YOUR OBJECTIVE:
Locate the string "info" in the records below. Copy every line where it occurs.

RECORDS TO USE Start Marker

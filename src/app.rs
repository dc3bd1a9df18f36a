use anyhow::{Context, Result};
use coordinator_core::AppConfig;
use coordinator_domain::{
    parse_declarations, parse_definition, ActionSubsetQuery, CoordinatorActionView,
    JobConfiguration, ParameterDeclaration, ParameterVerifier, VerificationReport,
};
use coordinator_errors::CoordResult;
use coordinator_infrastructure::DatabaseManager;
use serde::Serialize;
use tracing::info;

/// `verify-params` 命令输出
#[derive(Debug, Serialize)]
pub struct VerifyParamsOutput {
    pub declared: Vec<ParameterDeclaration>,
    #[serde(flatten)]
    pub report: VerificationReport,
    /// 校验并补齐默认值之后的作业配置
    pub configuration: JobConfiguration,
}

/// `actions` 命令输出
#[derive(Debug, Serialize)]
pub struct ActionsOutput {
    pub job_id: String,
    pub start: u32,
    pub len: u32,
    pub total: i64,
    pub actions: Vec<CoordinatorActionView>,
}

/// Parse a `-D key=value` override
pub fn parse_define(raw: &str) -> Result<(String, String), String> {
    let (key, value) = raw
        .split_once('=')
        .ok_or_else(|| format!("参数覆盖格式应为 key=value: {raw}"))?;
    let key = key.trim();
    if key.is_empty() {
        return Err(format!("参数名不能为空: {raw}"));
    }
    Ok((key.to_string(), value.to_string()))
}

/// Build the job configuration from an optional configuration document plus
/// `-D` overrides, then verify it against the definition's declared parameters.
pub fn verify_params(
    definition_xml: &str,
    conf_xml: Option<&str>,
    defines: &[(String, String)],
) -> CoordResult<VerifyParamsOutput> {
    let mut configuration = match conf_xml {
        Some(xml) => JobConfiguration::from_xml(xml)?,
        None => JobConfiguration::new(),
    };
    for (key, value) in defines {
        configuration.set(key.clone(), value.clone());
    }

    let document = parse_definition(definition_xml)?;
    let root = document.root_element();
    let declared = parse_declarations(root).unwrap_or_default();

    let report = ParameterVerifier::new().verify(&mut configuration, Some(root))?;

    Ok(VerifyParamsOutput {
        declared,
        report,
        configuration,
    })
}

/// 协调器动作查询应用
pub struct Application {
    config: AppConfig,
    database: DatabaseManager,
}

impl Application {
    pub async fn new(config: AppConfig) -> Result<Self> {
        let database = DatabaseManager::new(&config.database)
            .await
            .context("创建数据库连接池失败")?;
        database.migrate().await.context("数据库迁移失败")?;
        info!("应用初始化完成，数据库类型: {:?}", database.database_type());
        Ok(Self { config, database })
    }

    pub fn database(&self) -> &DatabaseManager {
        &self.database
    }

    /// One page of the job's actions; `len` falls back to and is capped by the query config
    pub async fn list_actions(
        &self,
        job_id: &str,
        statuses: &[String],
        start: u32,
        len: Option<u32>,
    ) -> CoordResult<ActionsOutput> {
        let len = self.config.query.effective_len(len);
        let query = ActionSubsetQuery::new(self.database.action_repository());

        let actions = query.fetch(job_id, statuses, start, len).await?;
        let total = query.count(job_id, statuses).await?;

        Ok(ActionsOutput {
            job_id: job_id.to_string(),
            start,
            len,
            total,
            actions,
        })
    }

    pub async fn shutdown(&self) {
        self.database.close().await;
        info!("数据库连接已关闭");
    }
}

#[cfg(test)]
mod tests {
    use super::*;

    const DEFINITION: &str = r#"
        <workflow-app xmlns="uri:oozie:workflow:0.5" name="daily-etl">
            <parameters>
                <property><name>inputDir</name></property>
                <property><name>queueName</name><value>default</value></property>
            </parameters>
            <start to="end"/>
            <end name="end"/>
        </workflow-app>
    "#;

    #[test]
    fn test_parse_define() {
        assert_eq!(
            parse_define("a=b=c").unwrap(),
            ("a".to_string(), "b=c".to_string())
        );
        assert_eq!(parse_define("empty=").unwrap().1, "");
        assert!(parse_define("novalue").is_err());
        assert!(parse_define(" =x").is_err());
    }

    #[test]
    fn test_verify_params_with_overrides() {
        let defines = vec![("inputDir".to_string(), "/data/in".to_string())];
        let output = verify_params(DEFINITION, None, &defines).unwrap();

        assert_eq!(output.declared.len(), 2);
        assert_eq!(output.report.applied_defaults, vec!["queueName"]);
        assert_eq!(output.configuration.get("queueName"), Some("default"));
        assert_eq!(output.configuration.get("inputDir"), Some("/data/in"));

        let json = serde_json::to_value(&output).unwrap();
        assert_eq!(json["configuration"]["queueName"], "default");
        assert!(json["advisory"].is_null());
    }

    #[test]
    fn test_verify_params_reads_configuration_document() {
        let conf = r#"<configuration>
                <property><name>inputDir</name><value>/from/conf</value></property>
                <property><name>queueName</name><value>etl</value></property>
            </configuration>"#;
        let defines = vec![("inputDir".to_string(), "/from/cli".to_string())];

        let output = verify_params(DEFINITION, Some(conf), &defines).unwrap();
        assert_eq!(output.configuration.get("inputDir"), Some("/from/cli"));
        assert_eq!(output.configuration.get("queueName"), Some("etl"));
        assert!(output.report.applied_defaults.is_empty());
    }

    #[test]
    fn test_verify_params_reports_missing() {
        let err = verify_params(DEFINITION, None, &[]).unwrap_err();
        assert_eq!(err.error_code(), Some("E0738"));
    }

    #[test]
    fn test_verify_params_rejects_malformed_definition() {
        let err = verify_params("<workflow-app>", None, &[]).unwrap_err();
        assert!(matches!(err, coordinator_errors::CoordError::DefinitionParse(_)));
    }
}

RECORDS TO USE End Marker

YOUR RESPONSE:
use tracing::info;
        info!("应用初始化完成，数据库类型: {:?}", database.database_type());
        info!("数据库连接已关闭");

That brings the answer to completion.